## What you need to do
In the entries below, find the lines with the word "bundled" and copy them.

═══

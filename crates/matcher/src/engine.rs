use std::collections::{BTreeMap, BTreeSet};
use std::sync::Arc;
use std::time::Instant;

use index::{CollectionLayout, SearchOptions, StoreRegistry};
use semantic::{
    build_http_client, embed_text, Embedder, EmbeddingMethod, LocalEmbedder,
    LocalServerEmbedder, RemoteEmbedder, SemanticConfig, SemanticEmbedding, SemanticError,
};
use serde::Serialize;
use tokio::sync::OnceCell;
use tracing::{info, warn};

use crate::answer::AnswerComposer;
use crate::generation::{GenerationConfig, LocalServerGenerator, OpenAiGenerator, TextGenerator};
use crate::resolver::{
    resolve, resolve_generator, Capabilities, ConfigError, GenerationMethod, ResolverPolicy,
};
use crate::types::{
    MatchError, SearchRequest, SearchResponse, SearchResult, SearchSettings, SearchStatus,
};

#[cfg(test)]
mod tests;

/// Snapshot for health checks.
#[derive(Debug, Clone, PartialEq, Eq, Serialize)]
pub struct EngineHealth {
    pub available_dimensions: Vec<usize>,
    /// Resident document count per loaded dimension.
    pub loaded: BTreeMap<usize, usize>,
    pub local_model: bool,
}

/// Serves searches over the pre-computed collections.
///
/// Built once at startup and shared. The collections and the bundled model
/// load lazily, at most once each; everything derived from the caller's
/// credential is recomputed per request.
pub struct SearchEngine {
    settings: SearchSettings,
    semantic_cfg: SemanticConfig,
    generation_cfg: GenerationConfig,
    policy: ResolverPolicy,
    registry: Arc<StoreRegistry>,
    client: reqwest::Client,
    local: OnceCell<Arc<dyn Embedder>>,
}

impl SearchEngine {
    pub fn new(
        settings: SearchSettings,
        semantic_cfg: SemanticConfig,
        generation_cfg: GenerationConfig,
        layout: CollectionLayout,
    ) -> Result<Self, MatchError> {
        Self::with_registry(
            settings,
            semantic_cfg,
            generation_cfg,
            Arc::new(StoreRegistry::new(layout)),
        )
    }

    /// Construct an engine over a shared registry.
    pub fn with_registry(
        settings: SearchSettings,
        semantic_cfg: SemanticConfig,
        generation_cfg: GenerationConfig,
        registry: Arc<StoreRegistry>,
    ) -> Result<Self, MatchError> {
        settings.validate()?;
        semantic_cfg.validate()?;
        generation_cfg
            .validate()
            .map_err(|e| MatchError::InvalidConfig(e.to_string()))?;
        Ok(Self {
            settings,
            policy: ResolverPolicy::from_config(&semantic_cfg),
            semantic_cfg,
            generation_cfg,
            registry,
            client: build_http_client()?,
            local: OnceCell::new(),
        })
    }

    /// Uses `embedder` in place of the bundled model. Its dimension becomes the
    /// local collection width.
    pub fn with_local_embedder(mut self, embedder: Arc<dyn Embedder>) -> Self {
        self.policy.local_dimension = embedder.dimension();
        self.local = OnceCell::new_with(Some(embedder));
        self
    }

    pub fn registry(&self) -> &Arc<StoreRegistry> {
        &self.registry
    }

    pub fn settings(&self) -> &SearchSettings {
        &self.settings
    }

    fn capabilities(&self, request: &SearchRequest) -> Capabilities {
        Capabilities {
            has_local_model: self.local.initialized() || self.semantic_cfg.has_local_model(),
            has_api_key: request.credential().is_some(),
            wants_local_server: request.use_local_server,
            available_dimensions: self.registry.available_dimensions(),
        }
    }

    /// The search operation.
    pub async fn search(&self, request: &SearchRequest) -> Result<SearchResponse, MatchError> {
        let started = Instant::now();
        let query = request.validate()?;
        let api_key = request.credential();

        let resolution = resolve(&self.capabilities(request), &self.policy)?;
        for warning in &resolution.warnings {
            warn!(warning = %warning, "degraded provider resolution");
        }

        let embedder = self
            .embedder_for(resolution.method, resolution.dimension, api_key)
            .await?;
        let embedding = embed_text(embedder.as_ref(), query).await?;

        let store = self.registry.get_or_load(resolution.dimension).await?;
        let top_k = request
            .top_k
            .unwrap_or(self.settings.top_k)
            .min(self.settings.max_top_k);
        let options = SearchOptions::default()
            .with_top_k(top_k)
            .with_min_similarity(self.settings.min_similarity)
            .with_kind(request.kind);
        let results: Vec<SearchResult> = store
            .search(&embedding.vector, &options)?
            .into_iter()
            .map(|hit| SearchResult::from_scored(hit, resolution.method))
            .collect();

        let status = if results.is_empty() {
            SearchStatus::NoConfidentMatch
        } else {
            SearchStatus::Matched
        };

        let answer = if request.generate_answer {
            let generator = self.generator_for(api_key, request.use_local_server);
            Some(AnswerComposer::new(generator).compose(query, &results).await)
        } else {
            None
        };

        info!(
            method = %resolution.method,
            dimension = resolution.dimension,
            results = results.len(),
            top_similarity = results.first().map(|r| r.similarity),
            answered = answer.is_some(),
            elapsed_ms = started.elapsed().as_millis() as u64,
            "search complete"
        );

        Ok(SearchResponse {
            results,
            method_used: resolution.method,
            dimension: resolution.dimension,
            answer,
            warnings: resolution.warnings,
            status,
        })
    }

    /// The embedding operation: `text` through the named provider, at the
    /// width that provider would search with.
    pub async fn embed(
        &self,
        text: &str,
        method: EmbeddingMethod,
        api_key: Option<&str>,
    ) -> Result<SemanticEmbedding, MatchError> {
        let dimension = match method {
            EmbeddingMethod::Local => self.policy.local_dimension,
            EmbeddingMethod::Remote => {
                let available = self.registry.available_dimensions();
                self.policy
                    .remote_dimensions
                    .iter()
                    .copied()
                    .find(|d| available.contains(d))
                    .or_else(|| self.policy.remote_dimensions.first().copied())
                    .ok_or_else(|| {
                        MatchError::InvalidConfig("no remote dimensions configured".into())
                    })?
            }
            EmbeddingMethod::LocalServer => {
                self.policy.local_server_dimension.ok_or_else(|| {
                    MatchError::InvalidConfig("local_server_dimension is not configured".into())
                })?
            }
        };
        let embedder = self.embedder_for(method, dimension, api_key).await?;
        Ok(embed_text(embedder.as_ref(), text).await?)
    }

    pub fn health(&self) -> EngineHealth {
        let available: BTreeSet<usize> = self.registry.available_dimensions();
        EngineHealth {
            available_dimensions: available.into_iter().collect(),
            loaded: self.registry.loaded(),
            local_model: self.local.initialized() || self.semantic_cfg.has_local_model(),
        }
    }

    async fn embedder_for(
        &self,
        method: EmbeddingMethod,
        dimension: usize,
        api_key: Option<&str>,
    ) -> Result<Arc<dyn Embedder>, MatchError> {
        match method {
            EmbeddingMethod::Local => Ok(Arc::clone(self.local_embedder().await?)),
            EmbeddingMethod::Remote => {
                let key = api_key.ok_or_else(|| ConfigError::MissingCredential {
                    dimensions: vec![dimension],
                })?;
                Ok(Arc::new(RemoteEmbedder::with_client(
                    self.client.clone(),
                    &self.semantic_cfg,
                    key,
                    dimension,
                )?))
            }
            EmbeddingMethod::LocalServer => Ok(Arc::new(LocalServerEmbedder::with_client(
                self.client.clone(),
                &self.semantic_cfg,
            )?)),
        }
    }

    async fn local_embedder(&self) -> Result<&Arc<dyn Embedder>, MatchError> {
        self.local
            .get_or_try_init(|| async {
                let cfg = self.semantic_cfg.clone();
                let embedder = tokio::task::spawn_blocking(move || LocalEmbedder::load(&cfg))
                    .await
                    .map_err(|e| {
                        SemanticError::Inference(format!("model loading task failed: {e}"))
                    })??;
                Ok::<Arc<dyn Embedder>, MatchError>(Arc::new(embedder))
            })
            .await
    }

    fn generator_for(
        &self,
        api_key: Option<&str>,
        wants_local_server: bool,
    ) -> Option<Box<dyn TextGenerator>> {
        match resolve_generator(api_key.is_some(), wants_local_server)? {
            GenerationMethod::Remote => {
                let key = api_key?;
                Some(Box::new(OpenAiGenerator::new(
                    self.client.clone(),
                    &self.generation_cfg,
                    key,
                )))
            }
            GenerationMethod::LocalServer => Some(Box::new(LocalServerGenerator::new(
                self.client.clone(),
                &self.generation_cfg,
            ))),
        }
    }
}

═══

## Exercise answer
/// Built once at startup and shared. The collections and the bundled model
    /// Uses `embedder` in place of the bundled model. Its dimension becomes the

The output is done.